- _PROBLEM TO WORK ON_:
Please copy each line of the records below that holds the word "fill".

# # # # # # #

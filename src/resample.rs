//! 2:1 downsampling of one source tile into a quadrant of a destination tile.
//!
//! Four source tiles in a 2x2 group feed one destination tile at the next
//! coarser level. Each source tile shrinks to half its size and lands in the
//! [`Quadrant`] matching its position in the group.

use serde::{Deserialize, Serialize};

use crate::error::{OvrError, Result};
use crate::raster::PixelType;
use crate::sample::{Sample, with_sample_type};

/// Downsampling kernel
#[derive(Debug, Clone, Copy, PartialEq, Eq, Hash, Default, Serialize, Deserialize)]
pub enum ResamplingMethod {
    /// Null-aware mean of each 2x2 block
    #[default]
    Box,
    /// Upper-left pixel of each 2x2 block
    Nearest,
}

impl std::fmt::Display for ResamplingMethod {
    fn fmt(&self, f: &mut std::fmt::Formatter<'_>) -> std::fmt::Result {
        match self {
            Self::Box => write!(f, "box"),
            Self::Nearest => write!(f, "nearest"),
        }
    }
}

/// Position of a source tile inside its 2x2 group
#[derive(Debug, Clone, Copy, PartialEq, Eq, Hash)]
pub enum Quadrant {
    UpperLeft,
    UpperRight,
    LowerLeft,
    LowerRight,
}

impl Quadrant {
    pub const ALL: [Quadrant; 4] = [
        Quadrant::UpperLeft,
        Quadrant::UpperRight,
        Quadrant::LowerLeft,
        Quadrant::LowerRight,
    ];

    /// Column and row offsets (0 or 1) of this quadrant in tiles
    #[must_use]
    pub fn tile_offset(self) -> (u64, u64) {
        match self {
            Self::UpperLeft => (0, 0),
            Self::UpperRight => (1, 0),
            Self::LowerLeft => (0, 1),
            Self::LowerRight => (1, 1),
        }
    }

    /// Upper-left pixel of this quadrant inside a `width` x `height` tile
    #[must_use]
    pub fn pixel_origin(self, width: usize, height: usize) -> (usize, usize) {
        let (cx, cy) = self.tile_offset();
        (cx as usize * width / 2, cy as usize * height / 2)
    }
}

/// Downsample `src` into `quadrant` of `dst`. Both buffers are one
/// `width` x `height` tile of `T` in native byte order.
pub fn resample_quadrant<T: Sample>(
    src: &[u8],
    dst: &mut [u8],
    width: usize,
    height: usize,
    quadrant: Quadrant,
    method: ResamplingMethod,
    null: T,
) {
    let (ox, oy) = quadrant.pixel_origin(width, height);
    let at = |x: usize, y: usize| {
        let idx = (y * width + x) * T::SIZE;
        T::read_ne(&src[idx..idx + T::SIZE])
    };

    for dy in 0..height / 2 {
        let sy = dy * 2;
        for dx in 0..width / 2 {
            let sx = dx * 2;
            let value = match method {
                ResamplingMethod::Nearest => at(sx, sy),
                ResamplingMethod::Box => {
                    let mut sum = 0.0f64;
                    let mut mean = 0.0f64;
                    let mut weight = 0u32;
                    let mut uniform: Option<T> = None;
                    let mut mixed = false;
                    for (px, py) in [(sx, sy), (sx + 1, sy), (sx, sy + 1), (sx + 1, sy + 1)] {
                        let v = at(px, py);
                        if !v.is_null(null) {
                            match uniform {
                                None => uniform = Some(v),
                                Some(first) => mixed |= first != v,
                            }
                            let v = v.to_f64();
                            weight += 1;
                            sum += v;
                            mean += (v - mean) / f64::from(weight);
                        }
                    }
                    if weight == 0 {
                        null
                    } else if let Some(v) = uniform
                        && !mixed
                    {
                        // Equal samples average to themselves without rounding
                        v
                    } else if sum.is_finite() || mean.is_nan() {
                        T::from_f64(sum / f64::from(weight))
                    } else {
                        // f64 samples near the type maximum overflow the sum
                        T::from_f64(mean)
                    }
                }
            };
            let idx = ((oy + dy) * width + ox + dx) * T::SIZE;
            value.write_ne(&mut dst[idx..idx + T::SIZE]);
        }
    }
}

/// Type-dispatched [`resample_quadrant`] for a runtime pixel type.
///
/// # Errors
/// Returns a configuration error if either buffer is not exactly one tile.
#[allow(clippy::too_many_arguments)]
pub fn resample_tile(
    pixel_type: PixelType,
    src: &[u8],
    dst: &mut [u8],
    width: usize,
    height: usize,
    quadrant: Quadrant,
    method: ResamplingMethod,
    null: f64,
) -> Result<()> {
    let expected = width * height * pixel_type.bytes_per_sample();
    if src.len() != expected || dst.len() != expected {
        return Err(OvrError::Configuration(format!(
            "resample buffers must hold {expected} bytes (src {}, dst {})",
            src.len(),
            dst.len()
        )));
    }
    with_sample_type!(pixel_type, T => resample_quadrant::<T>(
        src,
        dst,
        width,
        height,
        quadrant,
        method,
        T::from_f64(null),
    ));
    Ok(())
}

#[cfg(test)]
mod tests {
    use super::*;
    use crate::sample::{fill, value_at};

    fn tile<T: Sample>(values: &[T]) -> Vec<u8> {
        let mut buf = vec![0u8; values.len() * T::SIZE];
        for (i, v) in values.iter().enumerate() {
            v.write_ne(&mut buf[i * T::SIZE..]);
        }
        buf
    }

    #[test]
    fn test_box_equal_values_exact() {
        let src = tile(&[200u8; 4]);
        let mut dst = vec![0u8; 4];
        resample_quadrant::<u8>(&src, &mut dst, 2, 2, Quadrant::UpperLeft, ResamplingMethod::Box, 0);
        assert_eq!(dst[0], 200);
    }

    #[test]
    fn test_box_single_non_null() {
        let src = tile(&[0i16, 0, -37, 0]);
        let mut dst = vec![0u8; 8];
        resample_quadrant::<i16>(&src, &mut dst, 2, 2, Quadrant::UpperLeft, ResamplingMethod::Box, 0);
        assert_eq!(i16::read_ne(&dst[0..2]), -37);
    }

    #[test]
    fn test_box_all_null_yields_null() {
        let src = tile(&[-9999.0f32; 4]);
        let mut dst = tile(&[1.0f32; 4]);
        resample_quadrant::<f32>(
            &src,
            &mut dst,
            2,
            2,
            Quadrant::UpperLeft,
            ResamplingMethod::Box,
            -9999.0,
        );
        assert_eq!(f32::read_ne(&dst[0..4]), -9999.0);
    }

    #[test]
    fn test_box_nan_null_is_excluded() {
        let src = tile(&[f64::NAN, 2.0, 4.0, f64::NAN]);
        let mut dst = vec![0u8; 32];
        resample_quadrant::<f64>(&src, &mut dst, 2, 2, Quadrant::UpperLeft, ResamplingMethod::Box, f64::NAN);
        assert_eq!(f64::read_ne(&dst[0..8]), 3.0);
    }

    #[test]
    fn test_box_huge_f64_does_not_overflow() {
        let v = f64::MAX / 2.0;
        let src = tile(&[v; 4]);
        let mut dst = vec![0u8; 32];
        resample_quadrant::<f64>(&src, &mut dst, 2, 2, Quadrant::UpperLeft, ResamplingMethod::Box, 0.0);
        assert_eq!(f64::read_ne(&dst[0..8]), v);

        // Mixed values whose sum overflows still average finitely
        let src = tile(&[f64::MAX, f64::MAX, v, v]);
        resample_quadrant::<f64>(&src, &mut dst, 2, 2, Quadrant::UpperLeft, ResamplingMethod::Box, 0.0);
        let out = f64::read_ne(&dst[0..8]);
        assert!(out.is_finite());
        assert!((out / (f64::MAX * 0.75) - 1.0).abs() < 1e-12);
    }

    #[test]
    fn test_box_uniform_f64_avoids_sum_rounding() {
        // 3v is inexact for this v, so a plain sum over four copies can round
        let v = 1.0 + f64::EPSILON;
        let src = tile(&[v; 4]);
        let mut dst = vec![0u8; 32];
        resample_quadrant::<f64>(&src, &mut dst, 2, 2, Quadrant::UpperLeft, ResamplingMethod::Box, 0.0);
        assert_eq!(f64::read_ne(&dst[0..8]), v);
    }

    #[test]
    fn test_box_truncates_toward_zero() {
        // (1 + 2 + 2 + 2) / 4 = 1.75
        let src = tile(&[1u16, 2, 2, 2]);
        let mut dst = vec![0u8; 8];
        resample_quadrant::<u16>(&src, &mut dst, 2, 2, Quadrant::UpperLeft, ResamplingMethod::Box, 0);
        assert_eq!(u16::read_ne(&dst[0..2]), 1);
    }

    #[test]
    fn test_nearest_takes_upper_left_including_null() {
        let src = tile(&[0u8, 9, 9, 9]);
        let mut dst = vec![5u8; 4];
        resample_quadrant::<u8>(&src, &mut dst, 2, 2, Quadrant::UpperLeft, ResamplingMethod::Nearest, 0);
        assert_eq!(dst[0], 0);
    }

    #[test]
    fn test_quadrant_placement() {
        // 4x4 source tile, value = x + 10*y
        let values: Vec<u8> = (0..16).map(|i| (i % 4 + 10 * (i / 4)) as u8).collect();
        let src = tile(&values);
        let mut dst = vec![0u8; 16];
        resample_quadrant::<u8>(&src, &mut dst, 4, 4, Quadrant::LowerRight, ResamplingMethod::Nearest, 255);
        // dst (2,2) <- src (0,0); dst (3,3) <- src (2,2)
        assert_eq!(dst[2 * 4 + 2], 0);
        assert_eq!(dst[3 * 4 + 3], 22);
        // other quadrants untouched
        assert_eq!(dst[0], 0);
        assert_eq!(dst[3], 0);

        let mut dst = vec![0u8; 16];
        resample_quadrant::<u8>(&src, &mut dst, 4, 4, Quadrant::UpperRight, ResamplingMethod::Nearest, 255);
        assert_eq!(dst[3], 2);
    }

    #[test]
    fn test_dispatch_checks_sizes() {
        let src = vec![0u8; 16];
        let mut dst = vec![0u8; 8];
        assert!(
            resample_tile(PixelType::U8, &src, &mut dst, 4, 4, Quadrant::UpperLeft, ResamplingMethod::Box, 0.0)
                .is_err()
        );
    }

    #[test]
    fn test_dispatch_u32() {
        let mut src = vec![0u8; 4 * 4];
        fill::<u32>(&mut src, 4_000_000_000);
        let mut dst = vec![0u8; 16];
        resample_tile(PixelType::U32, &src, &mut dst, 2, 2, Quadrant::LowerLeft, ResamplingMethod::Box, 0.0)
            .unwrap();
        assert_eq!(value_at(PixelType::U32, &dst, 2), 4_000_000_000.0);
    }
}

# # # # # # #

- _TASK RESULT_:
    use crate::sample::{fill, value_at};
        fill::<u32>(&mut src, 4_000_000_000);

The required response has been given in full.